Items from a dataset
// Re-export network modules
pub mod api_client;
pub mod realtime;

pub use api_client::ApiClient;
pub use realtime::{ChannelGuard, ChannelRouter, IRealtimeClient, RealtimeClient};

/// Base URL of the REST backend.
pub(crate) fn get_api_base_url() -> String {
    #[cfg(debug_assertions)]
    {
        "http://localhost:8000".to_string()
    }
    #[cfg(not(debug_assertions))]
    {
        page_origin("http")
    }
}

/// Base URL of the managed-table REST reads (PostgREST style).
pub(crate) fn get_data_base_url() -> String {
    #[cfg(debug_assertions)]
    {
        "http://localhost:54321/rest/v1".to_string()
    }
    #[cfg(not(debug_assertions))]
    {
        format!("{}/rest/v1", page_origin("http"))
    }
}

/// WebSocket endpoint of the managed push feed.
pub(crate) fn get_realtime_url() -> String {
    #[cfg(debug_assertions)]
    {
        "ws://localhost:54321/realtime/v1".to_string()
    }
    #[cfg(not(debug_assertions))]
    {
        format!("{}/realtime/v1", page_origin("ws"))
    }
}

#[cfg(not(debug_assertions))]
fn page_origin(scheme: &str) -> String {
    let location = web_sys::window()
        .expect("no global window exists")
        .location();
    let host = location.host().unwrap_or_else(|_| "localhost".to_string());
    let secure = location
        .protocol()
        .map(|p| p == "https:")
        .unwrap_or(false);
    let scheme = match (scheme, secure) {
        ("ws", true) => "wss",
        ("ws", false) => "ws",
        (_, true) => "https",
        (_, false) => "http",
    };
    format!("{}://{}", scheme, host)
}

/// Identity of the signed-in user. Auth flows are out of scope here; the
/// id is whatever the login shell left in localStorage, with a demo
/// fallback so the builder works stand-alone.
pub(crate) fn current_user_id() -> String {
    if let Some(window) = web_sys::window() {
        if let Ok(Some(storage)) = window.local_storage() {
            if let Ok(Some(id)) = storage.get_item("bizflow_user_id") {
                if !id.is_empty() {
                    return id;
                }
            }
        }
    }
    "demo-user".to_string()
}
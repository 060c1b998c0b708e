//! localStorage persistence for view-level preferences.
//!
//! Only presentation state lives here (active tab, viewport transform);
//! graphs themselves are owned by the backend.

use serde::{Deserialize, Serialize};
use wasm_bindgen::JsValue;

use crate::state::WorkflowStore;

const KEY_ACTIVE_VIEW: &str = "bizflow_active_view";
const KEY_VIEWPORT: &str = "bizflow_viewport";

/// Which top-level tab is showing.
#[derive(Clone, Copy, Debug, PartialEq, Eq, Serialize, Deserialize)]
pub enum ActiveView {
    Workflows,
    Inbox,
}

#[derive(Serialize, Deserialize)]
struct ViewportData {
    x: f64,
    y: f64,
    zoom: f64,
}

fn local_storage() -> Option<web_sys::Storage> {
    web_sys::window()?.local_storage().ok()?
}

pub fn save_view(state: &WorkflowStore) -> Result<(), JsValue> {
    let Some(storage) = local_storage() else {
        return Ok(());
    };

    let view = serde_json::to_string(&state.active_view)
        .map_err(|e| JsValue::from_str(&e.to_string()))?;
    storage.set_item(KEY_ACTIVE_VIEW, &view)?;

    let viewport = ViewportData {
        x: state.viewport_x,
        y: state.viewport_y,
        zoom: state.zoom_level,
    };
    let viewport =
        serde_json::to_string(&viewport).map_err(|e| JsValue::from_str(&e.to_string()))?;
    storage.set_item(KEY_VIEWPORT, &viewport)?;
    Ok(())
}

/// Restores persisted presentation state; anything missing or unparseable
/// is simply left at its default.
pub fn load_view(state: &mut WorkflowStore) {
    let Some(storage) = local_storage() else {
        return;
    };

    if let Ok(Some(raw)) = storage.get_item(KEY_ACTIVE_VIEW) {
        if let Ok(view) = serde_json::from_str::<ActiveView>(&raw) {
            state.active_view = view;
        }
    }

    if let Ok(Some(raw)) = storage.get_item(KEY_VIEWPORT) {
        if let Ok(viewport) = serde_json::from_str::<ViewportData>(&raw) {
            state.viewport_x = viewport.x;
            state.viewport_y = viewport.y;
            state.zoom_level = viewport.zoom;
        }
    }
}
impl WorkflowStore {
    pub fn new() -> Self {
        Self {
            nodes: Vec::new(),
            edges: Vec::new(),
            selected_node_id: None,
            monitor_mode: false,
            node_states: HashMap::new(),
            current_run_id: None,
            run_channel: None,
            expanded_results: HashSet::new(),
            dragging: None,
            drag_offset_x: 0.0,
            drag_offset_y: 0.0,
            canvas_panning: false,
            pan_last_x: 0.0,
            pan_last_y: 0.0,
            connect_drag: None,
            viewport_x: 0.0,
            viewport_y: 0.0,
            zoom_level: 1.0,
            canvas_width: 800.0,
            canvas_height: 600.0,
            workflows: Vec::new(),
            pending: PendingOps::default(),
            inbox_sessions: Vec::new(),
            inbox_messages: Vec::new(),
            selected_session_id: None,
            inbox_channel: None,
            active_view: ActiveView::Workflows,
            dirty: true,
        }
    }

    // ------------------------------------------------------------------
    // Graph operations
    // ------------------------------------------------------------------

    /// Replaces both collections wholesale. No validation beyond shape:
    /// the renderer tolerates dangling edges on its own.
    pub fn set_graph(&mut self, nodes: Vec<WorkflowNode>, edges: Vec<WorkflowEdge>) {
        self.nodes = nodes;
        self.edges = edges;
        self.selected_node_id = None;
        self.retag_nodes();
        self.mark_dirty();
    }

    /// Applies incremental changes from direct interaction. Entries not
    /// named by any change are preserved untouched.
    pub fn apply_node_changes(&mut self, changes: &[NodeChange]) {
        for change in changes {
            match change {
                NodeChange::Position { id, position } => {
                    if let Some(node) = self.nodes.iter_mut().find(|n| &n.id == id) {
                        node.position = *position;
                    }
                }
                NodeChange::Select { id, selected } => {
                    if let Some(node) = self.nodes.iter_mut().find(|n| &n.id == id) {
                        node.selected = *selected;
                    }
                }
                NodeChange::Remove { id } => {
                    self.nodes.retain(|n| &n.id != id);
                    if self.selected_node_id.as_ref() == Some(id) {
                        self.selected_node_id = None;
                    }
                }
            }
        }
        self.mark_dirty();
    }

    pub fn apply_edge_changes(&mut self, changes: &[EdgeChange]) {
        for change in changes {
            match change {
                EdgeChange::Remove { id } => self.edges.retain(|e| &e.id != id),
            }
        }
        self.mark_dirty();
    }

    /// Appends a new edge with a fresh unique id and the shared edge-type
    /// tag so every connection renders the same way.
    pub fn connect(
        &mut self,
        source: &str,
        source_handle: Option<String>,
        target: &str,
        target_handle: Option<String>,
    ) -> String {
        let mut edge = WorkflowEdge::new(source, target);
        edge.source_handle =
            Some(source_handle.unwrap_or_else(|| DEFAULT_SOURCE_HANDLE.to_string()));
        edge.target_handle =
            Some(target_handle.unwrap_or_else(|| DEFAULT_TARGET_HANDLE.to_string()));
        let id = edge.id.clone();
        self.edges.push(edge);
        self.mark_dirty();
        id
    }

    /// Sets (or clears) the selection. Clearing must close any open
    /// inspector - the dispatch layer refreshes the panel after this.
    pub fn select_node(&mut self, node_id: Option<String>) {
        for node in &mut self.nodes {
            node.selected = node_id.as_deref() == Some(node.id.as_str());
        }
        self.selected_node_id = node_id;
        self.mark_dirty();
    }

    pub fn selected_node(&self) -> Option<&WorkflowNode> {
        let id = self.selected_node_id.as_deref()?;
        self.nodes.iter().find(|n| n.id == id)
    }

    /// Shallow-merges `patch` into the node's `data`; a no-op when the
    /// node is gone (e.g. deleted while a debounced write was pending).
    pub fn update_node_data(&mut self, node_id: &str, patch: &NodeDataPatch) {
        if let Some(node) = self.nodes.iter_mut().find(|n| n.id == node_id) {
            node.data.merge(patch);
            self.mark_dirty();
        }
    }

    // ------------------------------------------------------------------
    // Run monitoring
    // ------------------------------------------------------------------

    /// Toggles between edit and monitor presentation. Leaving monitor mode
    /// clears the run state so stale statuses never bleed into the next
    /// edit session.
    pub fn set_monitor_mode(&mut self, enabled: bool) {
        self.monitor_mode = enabled;
        if enabled {
            // The inspector is an edit-mode surface.
            self.select_node(None);
        } else {
            self.clear_run_state();
            self.expanded_results.clear();
        }
        self.retag_nodes();
        self.mark_dirty();
    }

    /// Records the active run and takes ownership of its channel guard.
    /// Any previous guard must already be gone - `monitor::start_run`
    /// enforces teardown-before-open.
    pub fn install_run(&mut self, run_id: &str, guard: ChannelGuard) {
        self.current_run_id = Some(run_id.to_string());
        self.run_channel = Some(guard);
        self.node_states.clear();
        self.mark_dirty();
    }

    /// Tears down the active subscription (if any) and resets run state.
    pub fn clear_run_state(&mut self) {
        if let Some(guard) = self.run_channel.take() {
            guard.cancel();
        }
        self.node_states.clear();
        self.current_run_id = None;
        self.mark_dirty();
    }

    /// Replaces the status map wholesale (last write wins; the backend is
    /// the source of truth for ordering). Updates tagged with a different
    /// run id are ignored even if they slip past server-side filtering.
    pub fn apply_run_snapshot(&mut self, run_id: &str, states: NodeStates) {
        if self.current_run_id.as_deref() != Some(run_id) {
            return;
        }
        self.node_states = states;
        self.mark_dirty();
    }

    pub fn has_run_channel(&self) -> bool {
        self.run_channel.is_some()
    }

    pub fn toggle_inspect(&mut self, node_id: &str) {
        if !self.expanded_results.remove(node_id) {
            self.expanded_results.insert(node_id.to_string());
        }
        self.mark_dirty();
    }

    /// Keeps the presentation tag on every node in line with the current
    /// mode (single-writer version of the original's component-side
    /// `setNodes` sweep).
    fn retag_nodes(&mut self) {
        let kind = if self.monitor_mode {
            NODE_KIND_MONITOR
        } else {
            NODE_KIND_EDITABLE
        };
        for node in &mut self.nodes {
            node.kind = kind.to_string();
        }
    }

    // ------------------------------------------------------------------
    // Omni inbox
    // ------------------------------------------------------------------

    /// Swaps the watched session channel; same teardown-before-open rule
    /// as the run monitor.
    pub fn install_inbox_channel(&mut self, guard: ChannelGuard) {
        if let Some(previous) = self.inbox_channel.take() {
            previous.cancel();
        }
        self.inbox_channel = Some(guard);
    }

    pub fn clear_inbox_channel(&mut self) {
        if let Some(guard) = self.inbox_channel.take() {
            guard.cancel();
        }
    }

    // ------------------------------------------------------------------
    // Hit testing (world coordinates)
    // ------------------------------------------------------------------

    pub fn find_node_at(&self, x: f64, y: f64) -> Option<&WorkflowNode> {
        self.nodes.iter().rev().find(|n| {
            x >= n.position.x
                && x <= n.position.x + NODE_WIDTH
                && y >= n.position.y
                && y <= n.position.y + NODE_HEIGHT
        })
    }

    /// The outgoing port sits on the right edge, vertically centered.
    pub fn source_port_at(&self, x: f64, y: f64) -> Option<&WorkflowNode> {
        let grab = PORT_RADIUS * 2.0;
        self.nodes.iter().rev().find(|n| {
            let px = n.position.x + NODE_WIDTH;
            let py = n.position.y + NODE_HEIGHT / 2.0;
            (x - px).abs() <= grab && (y - py).abs() <= grab
        })
    }

    pub fn clamp_zoom(&mut self) {
        self.zoom_level = self.zoom_level.clamp(MIN_ZOOM, MAX_ZOOM);
    }

    // ------------------------------------------------------------------
    // Redraw bookkeeping
    // ------------------------------------------------------------------

    pub fn mark_dirty(&mut self) {
        self.dirty = true;
    }

    /// Consumed once per animation frame by the canvas loop.
    pub fn take_dirty(&mut self) -> bool {
        std::mem::replace(&mut self.dirty, false)
    }
}

impl Default for WorkflowStore {
    fn default() -> Self {
        Self::new()
    }
}

pub type StoreHandle = Rc<RefCell<WorkflowStore>>;

/// Everything a component needs, cloned into its event closures: the store
/// handle, the realtime channel router, the REST client and the shared
/// config-panel debouncer.
#[derive(Clone)]
pub struct AppContext {
    pub store: StoreHandle,
    pub router: Rc<RefCell<ChannelRouter>>,
    pub api: Rc<ApiClient>,
    pub panel_debounce: Rc<RefCell<Debouncer>>,
}

impl AppContext {
    pub fn new(transport: Rc<RefCell<dyn IRealtimeClient>>) -> Self {
        Self {
            store: Rc::new(RefCell::new(WorkflowStore::new())),
            router: Rc::new(RefCell::new(ChannelRouter::new(transport))),
            api: Rc::new(ApiClient::new()),
            panel_debounce: Rc::new(RefCell::new(Debouncer::new(
                crate::constants::CONFIG_DEBOUNCE_MS,
            ))),
        }
    }
}

/// Runs a message (and everything it chains) through the reducer, then
/// executes the requested side effects. Messages queue breadth-first so a
/// command's follow-up never observes a half-applied parent.
pub fn dispatch(ctx: &AppContext, msg: Message) {
    let mut queue = VecDeque::new();
    queue.push_back(msg);

    while let Some(msg) = queue.pop_front() {
        let mut commands = Vec::new();
        {
            let mut store = ctx.store.borrow_mut();
            update(&mut store, &msg, &mut commands);
        }
        for command in commands {
            execute(ctx, command, &mut queue);
        }
    }
}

Problem description:
From the entries above, give again exactly the lines running from the line with "into the next" to the line with "its channel guard."; include both of those lines.

Answer to the problem:
    /// clears the run state so stale statuses never bleed into the next
    /// edit session.
    pub fn set_monitor_mode(&mut self, enabled: bool) {
        self.monitor_mode = enabled;
        if enabled {
            // The inspector is an edit-mode surface.
            self.select_node(None);
        } else {
            self.clear_run_state();
            self.expanded_results.clear();
        }
        self.retag_nodes();
        self.mark_dirty();
    }

    /// Records the active run and takes ownership of its channel guard.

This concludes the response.